▶ **Exercise description**
Determine how many lines in the records hold "OkResponse", and give that number with nothing added.

:::::

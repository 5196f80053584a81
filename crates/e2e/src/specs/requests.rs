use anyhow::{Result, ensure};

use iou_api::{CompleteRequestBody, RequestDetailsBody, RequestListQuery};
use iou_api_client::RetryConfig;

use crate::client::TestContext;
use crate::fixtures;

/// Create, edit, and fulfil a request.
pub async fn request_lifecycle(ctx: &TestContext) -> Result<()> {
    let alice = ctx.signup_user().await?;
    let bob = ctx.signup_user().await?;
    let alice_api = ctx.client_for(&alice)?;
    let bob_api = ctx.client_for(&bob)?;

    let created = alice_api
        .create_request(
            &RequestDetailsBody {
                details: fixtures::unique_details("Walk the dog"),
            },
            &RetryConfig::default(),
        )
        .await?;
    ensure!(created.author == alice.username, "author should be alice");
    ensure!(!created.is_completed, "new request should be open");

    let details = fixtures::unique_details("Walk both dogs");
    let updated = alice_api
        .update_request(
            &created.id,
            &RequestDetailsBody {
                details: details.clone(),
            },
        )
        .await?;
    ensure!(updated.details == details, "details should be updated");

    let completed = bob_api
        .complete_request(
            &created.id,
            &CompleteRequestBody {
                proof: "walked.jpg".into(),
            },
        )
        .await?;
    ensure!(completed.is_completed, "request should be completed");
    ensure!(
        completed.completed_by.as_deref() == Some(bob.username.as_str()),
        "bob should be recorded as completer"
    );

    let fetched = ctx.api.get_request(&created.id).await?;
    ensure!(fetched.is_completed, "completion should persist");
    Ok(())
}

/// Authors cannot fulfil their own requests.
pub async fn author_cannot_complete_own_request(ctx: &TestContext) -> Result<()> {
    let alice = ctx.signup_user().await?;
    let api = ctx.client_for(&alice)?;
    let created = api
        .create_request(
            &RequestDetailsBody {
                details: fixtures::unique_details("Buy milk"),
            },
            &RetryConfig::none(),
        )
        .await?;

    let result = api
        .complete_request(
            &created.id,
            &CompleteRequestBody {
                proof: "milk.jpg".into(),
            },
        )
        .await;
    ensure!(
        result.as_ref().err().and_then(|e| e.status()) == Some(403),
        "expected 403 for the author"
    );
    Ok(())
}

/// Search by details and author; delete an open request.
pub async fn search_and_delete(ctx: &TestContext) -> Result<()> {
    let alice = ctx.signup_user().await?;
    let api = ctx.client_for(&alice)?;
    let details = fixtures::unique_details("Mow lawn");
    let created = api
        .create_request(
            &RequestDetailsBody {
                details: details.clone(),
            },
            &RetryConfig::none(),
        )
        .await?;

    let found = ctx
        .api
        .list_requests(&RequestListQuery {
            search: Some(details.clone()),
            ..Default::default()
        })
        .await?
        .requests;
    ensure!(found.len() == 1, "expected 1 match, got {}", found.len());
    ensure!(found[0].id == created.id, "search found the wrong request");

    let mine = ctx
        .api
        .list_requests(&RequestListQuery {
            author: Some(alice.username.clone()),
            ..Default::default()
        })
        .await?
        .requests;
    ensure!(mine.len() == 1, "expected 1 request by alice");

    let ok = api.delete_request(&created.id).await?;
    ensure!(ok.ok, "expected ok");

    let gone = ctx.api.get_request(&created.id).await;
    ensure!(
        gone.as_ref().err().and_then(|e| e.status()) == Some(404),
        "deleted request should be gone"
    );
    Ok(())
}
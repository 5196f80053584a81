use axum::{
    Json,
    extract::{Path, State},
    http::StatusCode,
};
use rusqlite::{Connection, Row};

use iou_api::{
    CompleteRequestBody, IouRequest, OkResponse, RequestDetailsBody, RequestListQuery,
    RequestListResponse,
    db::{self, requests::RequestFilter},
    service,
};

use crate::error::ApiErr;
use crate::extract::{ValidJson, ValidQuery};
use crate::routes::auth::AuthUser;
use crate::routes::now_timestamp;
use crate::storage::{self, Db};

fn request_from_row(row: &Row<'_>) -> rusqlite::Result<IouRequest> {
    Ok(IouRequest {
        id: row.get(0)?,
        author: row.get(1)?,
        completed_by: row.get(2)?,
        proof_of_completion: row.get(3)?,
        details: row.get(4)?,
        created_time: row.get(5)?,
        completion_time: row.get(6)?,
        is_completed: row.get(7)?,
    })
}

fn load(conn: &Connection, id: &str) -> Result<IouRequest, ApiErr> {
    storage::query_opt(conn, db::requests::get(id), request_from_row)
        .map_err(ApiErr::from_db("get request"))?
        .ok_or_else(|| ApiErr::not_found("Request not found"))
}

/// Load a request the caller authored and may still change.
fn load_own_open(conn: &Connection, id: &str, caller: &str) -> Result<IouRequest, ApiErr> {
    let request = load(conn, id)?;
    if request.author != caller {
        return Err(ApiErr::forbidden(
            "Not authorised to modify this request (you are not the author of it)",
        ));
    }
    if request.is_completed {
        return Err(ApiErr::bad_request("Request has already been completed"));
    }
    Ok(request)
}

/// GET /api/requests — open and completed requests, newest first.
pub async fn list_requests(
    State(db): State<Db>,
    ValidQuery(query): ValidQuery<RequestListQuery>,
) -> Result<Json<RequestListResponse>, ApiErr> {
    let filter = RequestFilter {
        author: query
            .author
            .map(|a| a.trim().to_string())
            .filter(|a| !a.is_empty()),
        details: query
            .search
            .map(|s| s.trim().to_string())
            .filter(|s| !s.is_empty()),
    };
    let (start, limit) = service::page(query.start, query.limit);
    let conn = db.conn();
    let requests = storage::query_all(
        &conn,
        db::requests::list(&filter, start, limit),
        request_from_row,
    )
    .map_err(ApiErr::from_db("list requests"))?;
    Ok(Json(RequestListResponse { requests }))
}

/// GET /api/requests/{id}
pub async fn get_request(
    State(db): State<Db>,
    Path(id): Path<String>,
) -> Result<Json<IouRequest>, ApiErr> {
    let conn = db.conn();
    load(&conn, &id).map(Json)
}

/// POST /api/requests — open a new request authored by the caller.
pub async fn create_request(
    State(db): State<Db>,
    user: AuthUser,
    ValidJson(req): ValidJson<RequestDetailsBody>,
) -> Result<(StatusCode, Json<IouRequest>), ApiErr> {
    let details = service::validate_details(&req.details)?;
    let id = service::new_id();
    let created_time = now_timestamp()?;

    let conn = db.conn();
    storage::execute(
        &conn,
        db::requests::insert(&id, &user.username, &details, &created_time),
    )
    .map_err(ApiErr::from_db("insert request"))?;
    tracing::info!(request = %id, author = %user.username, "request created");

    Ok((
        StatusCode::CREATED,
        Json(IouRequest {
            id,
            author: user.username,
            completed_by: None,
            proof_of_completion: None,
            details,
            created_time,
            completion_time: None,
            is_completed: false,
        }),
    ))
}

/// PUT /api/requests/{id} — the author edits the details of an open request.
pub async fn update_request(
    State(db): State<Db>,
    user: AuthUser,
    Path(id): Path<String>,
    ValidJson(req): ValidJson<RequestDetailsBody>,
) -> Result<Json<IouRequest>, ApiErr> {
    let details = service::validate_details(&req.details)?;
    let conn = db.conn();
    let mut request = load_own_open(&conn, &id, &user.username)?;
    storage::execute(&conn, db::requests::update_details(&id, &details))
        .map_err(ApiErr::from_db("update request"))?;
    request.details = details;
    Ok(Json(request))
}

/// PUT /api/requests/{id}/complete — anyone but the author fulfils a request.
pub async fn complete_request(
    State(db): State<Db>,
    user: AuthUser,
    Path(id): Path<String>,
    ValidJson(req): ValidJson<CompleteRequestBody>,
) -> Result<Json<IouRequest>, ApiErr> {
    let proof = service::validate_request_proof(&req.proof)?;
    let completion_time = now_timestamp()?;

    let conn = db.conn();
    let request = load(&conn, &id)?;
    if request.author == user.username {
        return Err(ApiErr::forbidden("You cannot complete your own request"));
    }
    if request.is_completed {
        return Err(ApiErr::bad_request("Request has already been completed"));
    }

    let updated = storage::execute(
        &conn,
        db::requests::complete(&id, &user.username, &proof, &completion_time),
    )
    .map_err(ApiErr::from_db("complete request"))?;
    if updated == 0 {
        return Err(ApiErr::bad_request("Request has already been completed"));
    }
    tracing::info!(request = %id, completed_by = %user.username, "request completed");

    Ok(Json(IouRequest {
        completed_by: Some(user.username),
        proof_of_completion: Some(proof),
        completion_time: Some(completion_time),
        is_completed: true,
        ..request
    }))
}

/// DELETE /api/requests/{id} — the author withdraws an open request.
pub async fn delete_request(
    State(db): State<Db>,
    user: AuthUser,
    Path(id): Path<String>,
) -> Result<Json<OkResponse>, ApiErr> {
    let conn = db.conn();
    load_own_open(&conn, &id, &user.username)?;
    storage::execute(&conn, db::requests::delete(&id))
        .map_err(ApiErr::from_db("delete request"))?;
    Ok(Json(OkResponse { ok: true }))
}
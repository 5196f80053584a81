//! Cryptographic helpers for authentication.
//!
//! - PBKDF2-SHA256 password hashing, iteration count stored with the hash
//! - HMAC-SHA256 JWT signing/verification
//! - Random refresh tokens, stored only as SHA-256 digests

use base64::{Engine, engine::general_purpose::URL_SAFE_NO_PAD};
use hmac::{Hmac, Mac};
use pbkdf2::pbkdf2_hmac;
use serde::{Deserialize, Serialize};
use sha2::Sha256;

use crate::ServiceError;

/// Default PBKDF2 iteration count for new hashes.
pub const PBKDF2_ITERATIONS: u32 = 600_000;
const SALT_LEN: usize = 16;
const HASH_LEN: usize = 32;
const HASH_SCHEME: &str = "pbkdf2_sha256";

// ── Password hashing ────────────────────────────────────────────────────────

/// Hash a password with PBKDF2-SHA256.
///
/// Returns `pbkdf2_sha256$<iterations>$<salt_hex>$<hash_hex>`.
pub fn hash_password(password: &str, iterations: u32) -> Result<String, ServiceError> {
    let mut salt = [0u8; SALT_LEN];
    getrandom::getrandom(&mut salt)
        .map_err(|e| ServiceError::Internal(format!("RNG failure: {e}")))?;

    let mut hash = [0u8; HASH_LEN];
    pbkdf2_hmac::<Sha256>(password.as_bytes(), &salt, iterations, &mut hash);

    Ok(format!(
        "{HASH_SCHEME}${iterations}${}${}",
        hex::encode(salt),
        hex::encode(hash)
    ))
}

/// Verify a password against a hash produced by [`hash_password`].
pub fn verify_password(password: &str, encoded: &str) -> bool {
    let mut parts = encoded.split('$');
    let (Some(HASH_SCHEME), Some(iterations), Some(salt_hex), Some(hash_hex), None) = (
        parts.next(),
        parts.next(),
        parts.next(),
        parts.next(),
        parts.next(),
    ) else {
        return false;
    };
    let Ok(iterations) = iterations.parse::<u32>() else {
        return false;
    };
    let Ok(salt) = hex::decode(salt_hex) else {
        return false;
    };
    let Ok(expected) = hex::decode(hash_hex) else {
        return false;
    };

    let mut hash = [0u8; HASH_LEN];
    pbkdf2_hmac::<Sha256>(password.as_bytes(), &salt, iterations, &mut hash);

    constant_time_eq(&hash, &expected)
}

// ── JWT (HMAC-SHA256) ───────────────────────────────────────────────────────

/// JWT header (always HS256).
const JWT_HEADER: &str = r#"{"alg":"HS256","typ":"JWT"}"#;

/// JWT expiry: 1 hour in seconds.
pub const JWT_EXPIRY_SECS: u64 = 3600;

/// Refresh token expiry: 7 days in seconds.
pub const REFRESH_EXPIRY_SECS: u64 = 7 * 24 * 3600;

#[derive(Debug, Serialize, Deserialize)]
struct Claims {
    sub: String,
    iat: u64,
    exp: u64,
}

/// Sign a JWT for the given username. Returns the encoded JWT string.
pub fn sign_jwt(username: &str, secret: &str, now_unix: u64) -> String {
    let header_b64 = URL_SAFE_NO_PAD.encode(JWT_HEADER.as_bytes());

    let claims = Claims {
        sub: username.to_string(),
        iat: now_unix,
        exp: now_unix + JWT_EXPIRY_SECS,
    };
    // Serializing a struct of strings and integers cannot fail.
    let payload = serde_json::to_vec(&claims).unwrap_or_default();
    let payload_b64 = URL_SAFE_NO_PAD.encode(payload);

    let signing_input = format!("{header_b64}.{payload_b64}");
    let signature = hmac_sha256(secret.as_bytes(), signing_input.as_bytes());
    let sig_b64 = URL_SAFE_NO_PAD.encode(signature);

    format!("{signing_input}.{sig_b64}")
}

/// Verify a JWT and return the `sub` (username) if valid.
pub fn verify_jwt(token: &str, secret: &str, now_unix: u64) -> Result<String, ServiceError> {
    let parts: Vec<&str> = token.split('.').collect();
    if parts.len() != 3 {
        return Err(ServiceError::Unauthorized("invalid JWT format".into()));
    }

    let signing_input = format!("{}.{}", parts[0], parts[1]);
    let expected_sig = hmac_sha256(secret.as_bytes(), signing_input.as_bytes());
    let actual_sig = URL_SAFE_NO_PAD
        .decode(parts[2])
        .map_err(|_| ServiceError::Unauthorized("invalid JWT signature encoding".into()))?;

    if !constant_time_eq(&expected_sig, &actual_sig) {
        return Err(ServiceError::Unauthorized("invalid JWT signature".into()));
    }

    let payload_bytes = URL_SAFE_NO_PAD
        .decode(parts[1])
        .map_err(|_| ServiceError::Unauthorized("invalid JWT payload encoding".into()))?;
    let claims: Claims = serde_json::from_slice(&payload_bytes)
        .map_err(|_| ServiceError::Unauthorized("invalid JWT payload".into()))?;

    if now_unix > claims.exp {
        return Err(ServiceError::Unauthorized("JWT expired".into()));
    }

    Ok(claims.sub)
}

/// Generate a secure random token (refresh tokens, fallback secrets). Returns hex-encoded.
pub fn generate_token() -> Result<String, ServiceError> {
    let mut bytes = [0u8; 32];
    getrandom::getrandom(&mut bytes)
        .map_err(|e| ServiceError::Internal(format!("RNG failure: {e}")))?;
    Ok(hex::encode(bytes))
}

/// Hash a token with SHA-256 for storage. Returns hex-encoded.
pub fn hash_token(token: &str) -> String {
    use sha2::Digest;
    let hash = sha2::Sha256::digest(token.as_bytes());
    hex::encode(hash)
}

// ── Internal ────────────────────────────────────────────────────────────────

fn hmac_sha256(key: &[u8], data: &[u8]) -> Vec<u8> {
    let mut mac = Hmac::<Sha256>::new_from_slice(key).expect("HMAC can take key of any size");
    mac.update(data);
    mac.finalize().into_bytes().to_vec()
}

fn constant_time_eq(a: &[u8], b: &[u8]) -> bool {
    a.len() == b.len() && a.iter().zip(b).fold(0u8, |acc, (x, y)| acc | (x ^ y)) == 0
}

:::::

▶ **Solution for this problem**
3